* [Description of the task]
Scan the entries for "VecDeque". Every line that holds it is to be copied.

====== Data under study

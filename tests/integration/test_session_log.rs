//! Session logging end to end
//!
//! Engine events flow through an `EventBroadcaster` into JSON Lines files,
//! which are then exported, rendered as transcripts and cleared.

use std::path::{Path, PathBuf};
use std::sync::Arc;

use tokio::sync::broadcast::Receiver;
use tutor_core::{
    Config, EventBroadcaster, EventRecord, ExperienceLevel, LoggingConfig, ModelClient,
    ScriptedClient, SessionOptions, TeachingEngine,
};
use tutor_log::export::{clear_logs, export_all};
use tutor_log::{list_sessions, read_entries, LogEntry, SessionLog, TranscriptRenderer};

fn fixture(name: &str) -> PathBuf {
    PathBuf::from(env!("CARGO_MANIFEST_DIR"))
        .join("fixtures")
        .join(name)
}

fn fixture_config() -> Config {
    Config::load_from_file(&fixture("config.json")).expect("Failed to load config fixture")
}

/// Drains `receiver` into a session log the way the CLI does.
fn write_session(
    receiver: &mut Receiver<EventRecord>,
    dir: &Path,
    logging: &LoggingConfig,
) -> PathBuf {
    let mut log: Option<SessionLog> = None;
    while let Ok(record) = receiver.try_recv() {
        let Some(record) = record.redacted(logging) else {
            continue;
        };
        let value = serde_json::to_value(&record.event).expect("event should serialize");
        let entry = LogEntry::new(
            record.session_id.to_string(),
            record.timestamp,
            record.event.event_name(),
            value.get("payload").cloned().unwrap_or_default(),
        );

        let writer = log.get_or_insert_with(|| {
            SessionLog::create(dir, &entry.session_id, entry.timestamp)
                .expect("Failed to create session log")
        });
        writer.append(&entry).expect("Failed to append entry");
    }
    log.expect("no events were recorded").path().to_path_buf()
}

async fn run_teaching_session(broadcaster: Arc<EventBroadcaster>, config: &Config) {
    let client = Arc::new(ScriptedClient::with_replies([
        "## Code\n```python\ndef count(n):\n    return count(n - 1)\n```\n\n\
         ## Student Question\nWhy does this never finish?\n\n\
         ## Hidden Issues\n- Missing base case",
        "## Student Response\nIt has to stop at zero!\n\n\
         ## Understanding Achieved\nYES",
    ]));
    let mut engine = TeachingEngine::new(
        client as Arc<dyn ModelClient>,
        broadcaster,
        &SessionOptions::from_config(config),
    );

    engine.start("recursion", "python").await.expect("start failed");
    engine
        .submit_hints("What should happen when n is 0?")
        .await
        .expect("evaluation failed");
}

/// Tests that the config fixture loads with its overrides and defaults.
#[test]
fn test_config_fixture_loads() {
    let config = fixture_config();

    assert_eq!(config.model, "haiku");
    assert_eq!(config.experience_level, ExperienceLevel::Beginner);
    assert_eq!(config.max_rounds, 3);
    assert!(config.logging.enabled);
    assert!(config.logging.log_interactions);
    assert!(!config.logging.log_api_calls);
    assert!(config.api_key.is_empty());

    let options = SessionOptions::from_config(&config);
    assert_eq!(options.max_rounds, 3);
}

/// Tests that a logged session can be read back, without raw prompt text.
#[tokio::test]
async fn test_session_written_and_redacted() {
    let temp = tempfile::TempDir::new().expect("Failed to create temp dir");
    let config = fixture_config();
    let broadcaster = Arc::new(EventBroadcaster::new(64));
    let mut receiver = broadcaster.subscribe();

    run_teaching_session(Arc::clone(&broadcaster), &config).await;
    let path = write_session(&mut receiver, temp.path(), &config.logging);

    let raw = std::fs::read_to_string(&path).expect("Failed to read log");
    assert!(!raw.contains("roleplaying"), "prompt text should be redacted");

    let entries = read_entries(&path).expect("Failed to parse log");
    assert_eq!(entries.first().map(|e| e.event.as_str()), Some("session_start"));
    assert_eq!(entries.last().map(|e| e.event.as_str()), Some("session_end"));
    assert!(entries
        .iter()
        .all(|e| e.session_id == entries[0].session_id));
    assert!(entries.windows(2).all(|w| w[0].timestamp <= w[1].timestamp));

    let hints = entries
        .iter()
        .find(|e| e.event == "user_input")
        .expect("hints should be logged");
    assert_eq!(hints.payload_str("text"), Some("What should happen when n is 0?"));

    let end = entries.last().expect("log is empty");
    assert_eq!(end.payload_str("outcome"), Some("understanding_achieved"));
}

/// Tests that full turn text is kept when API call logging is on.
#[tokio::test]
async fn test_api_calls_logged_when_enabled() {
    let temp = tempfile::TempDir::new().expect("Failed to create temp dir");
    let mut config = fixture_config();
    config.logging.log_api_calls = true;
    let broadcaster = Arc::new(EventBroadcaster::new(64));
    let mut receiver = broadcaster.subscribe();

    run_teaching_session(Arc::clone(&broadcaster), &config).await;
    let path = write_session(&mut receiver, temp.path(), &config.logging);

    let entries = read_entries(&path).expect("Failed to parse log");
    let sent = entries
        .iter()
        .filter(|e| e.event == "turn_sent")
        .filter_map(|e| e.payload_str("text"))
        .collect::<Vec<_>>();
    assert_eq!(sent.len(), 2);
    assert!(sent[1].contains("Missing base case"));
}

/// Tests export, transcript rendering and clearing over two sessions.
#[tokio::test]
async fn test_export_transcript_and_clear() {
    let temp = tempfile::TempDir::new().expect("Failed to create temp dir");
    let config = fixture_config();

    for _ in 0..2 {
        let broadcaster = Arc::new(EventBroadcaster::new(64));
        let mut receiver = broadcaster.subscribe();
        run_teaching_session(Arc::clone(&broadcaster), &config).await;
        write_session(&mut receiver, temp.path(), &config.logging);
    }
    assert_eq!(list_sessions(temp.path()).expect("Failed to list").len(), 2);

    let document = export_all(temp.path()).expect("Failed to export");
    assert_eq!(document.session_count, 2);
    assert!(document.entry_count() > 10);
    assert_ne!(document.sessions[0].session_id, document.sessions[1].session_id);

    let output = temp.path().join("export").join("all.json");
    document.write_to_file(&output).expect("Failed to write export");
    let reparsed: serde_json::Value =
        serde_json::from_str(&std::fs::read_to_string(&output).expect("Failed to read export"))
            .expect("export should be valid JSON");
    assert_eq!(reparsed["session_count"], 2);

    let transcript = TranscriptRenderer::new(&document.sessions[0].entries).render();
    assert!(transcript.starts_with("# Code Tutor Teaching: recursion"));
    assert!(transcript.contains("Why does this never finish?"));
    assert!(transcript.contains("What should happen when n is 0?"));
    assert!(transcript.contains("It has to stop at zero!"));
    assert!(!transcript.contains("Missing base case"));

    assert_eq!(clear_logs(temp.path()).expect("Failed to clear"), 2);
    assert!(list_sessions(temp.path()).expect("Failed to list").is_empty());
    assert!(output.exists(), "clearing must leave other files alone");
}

============
====== Data under study

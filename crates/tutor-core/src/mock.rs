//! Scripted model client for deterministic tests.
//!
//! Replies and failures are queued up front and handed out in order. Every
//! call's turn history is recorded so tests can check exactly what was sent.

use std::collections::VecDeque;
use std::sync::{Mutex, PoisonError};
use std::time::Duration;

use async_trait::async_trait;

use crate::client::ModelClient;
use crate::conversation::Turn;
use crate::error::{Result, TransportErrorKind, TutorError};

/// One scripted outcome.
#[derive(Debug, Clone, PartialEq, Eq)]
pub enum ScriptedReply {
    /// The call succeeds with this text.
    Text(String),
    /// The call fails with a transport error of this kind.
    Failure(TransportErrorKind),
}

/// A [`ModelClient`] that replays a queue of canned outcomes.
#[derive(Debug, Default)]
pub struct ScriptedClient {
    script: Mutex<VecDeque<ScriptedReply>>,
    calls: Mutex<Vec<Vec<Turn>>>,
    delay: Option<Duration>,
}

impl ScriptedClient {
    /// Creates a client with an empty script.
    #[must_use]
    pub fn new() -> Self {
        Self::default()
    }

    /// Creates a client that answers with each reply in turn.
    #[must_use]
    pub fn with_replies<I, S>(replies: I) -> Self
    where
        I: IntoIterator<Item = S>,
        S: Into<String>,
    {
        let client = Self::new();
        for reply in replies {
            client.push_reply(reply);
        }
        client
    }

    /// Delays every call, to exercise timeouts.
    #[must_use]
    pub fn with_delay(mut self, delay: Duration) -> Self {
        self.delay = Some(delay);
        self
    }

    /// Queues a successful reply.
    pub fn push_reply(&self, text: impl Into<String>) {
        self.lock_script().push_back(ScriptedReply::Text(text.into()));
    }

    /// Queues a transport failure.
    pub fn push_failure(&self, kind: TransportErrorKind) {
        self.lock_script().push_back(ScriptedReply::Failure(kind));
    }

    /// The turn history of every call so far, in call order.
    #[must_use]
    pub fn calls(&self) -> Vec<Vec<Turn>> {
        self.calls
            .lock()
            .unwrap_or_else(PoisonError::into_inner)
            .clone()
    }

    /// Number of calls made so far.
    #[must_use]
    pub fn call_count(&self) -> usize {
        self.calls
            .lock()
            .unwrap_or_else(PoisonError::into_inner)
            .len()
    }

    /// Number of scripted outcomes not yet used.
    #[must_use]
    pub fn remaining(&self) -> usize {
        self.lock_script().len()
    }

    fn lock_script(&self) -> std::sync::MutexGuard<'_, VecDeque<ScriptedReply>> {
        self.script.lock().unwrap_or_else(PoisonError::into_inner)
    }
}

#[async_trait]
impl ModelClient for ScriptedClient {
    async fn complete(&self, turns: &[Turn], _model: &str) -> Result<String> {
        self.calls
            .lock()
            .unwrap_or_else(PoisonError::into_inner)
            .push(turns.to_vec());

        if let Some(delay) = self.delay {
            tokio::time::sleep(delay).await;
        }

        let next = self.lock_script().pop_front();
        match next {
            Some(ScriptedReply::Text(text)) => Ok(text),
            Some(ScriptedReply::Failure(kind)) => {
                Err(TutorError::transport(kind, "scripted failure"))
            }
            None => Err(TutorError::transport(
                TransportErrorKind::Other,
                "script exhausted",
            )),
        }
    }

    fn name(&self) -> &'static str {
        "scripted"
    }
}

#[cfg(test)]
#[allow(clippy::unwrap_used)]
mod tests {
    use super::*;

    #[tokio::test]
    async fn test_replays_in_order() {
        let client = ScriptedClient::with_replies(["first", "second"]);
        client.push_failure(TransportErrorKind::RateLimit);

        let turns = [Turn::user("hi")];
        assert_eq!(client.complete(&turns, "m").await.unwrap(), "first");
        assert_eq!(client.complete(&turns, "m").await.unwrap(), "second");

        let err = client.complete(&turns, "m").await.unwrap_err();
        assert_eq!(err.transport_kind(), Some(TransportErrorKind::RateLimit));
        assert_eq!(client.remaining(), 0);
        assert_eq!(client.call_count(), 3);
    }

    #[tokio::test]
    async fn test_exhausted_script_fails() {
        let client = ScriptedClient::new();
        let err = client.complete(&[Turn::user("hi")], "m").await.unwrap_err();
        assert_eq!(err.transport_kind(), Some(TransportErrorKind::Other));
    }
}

============

* [Response area]
use std::collections::VecDeque;
    script: Mutex<VecDeque<ScriptedReply>>,
    fn lock_script(&self) -> std::sync::MutexGuard<'_, VecDeque<ScriptedReply>> {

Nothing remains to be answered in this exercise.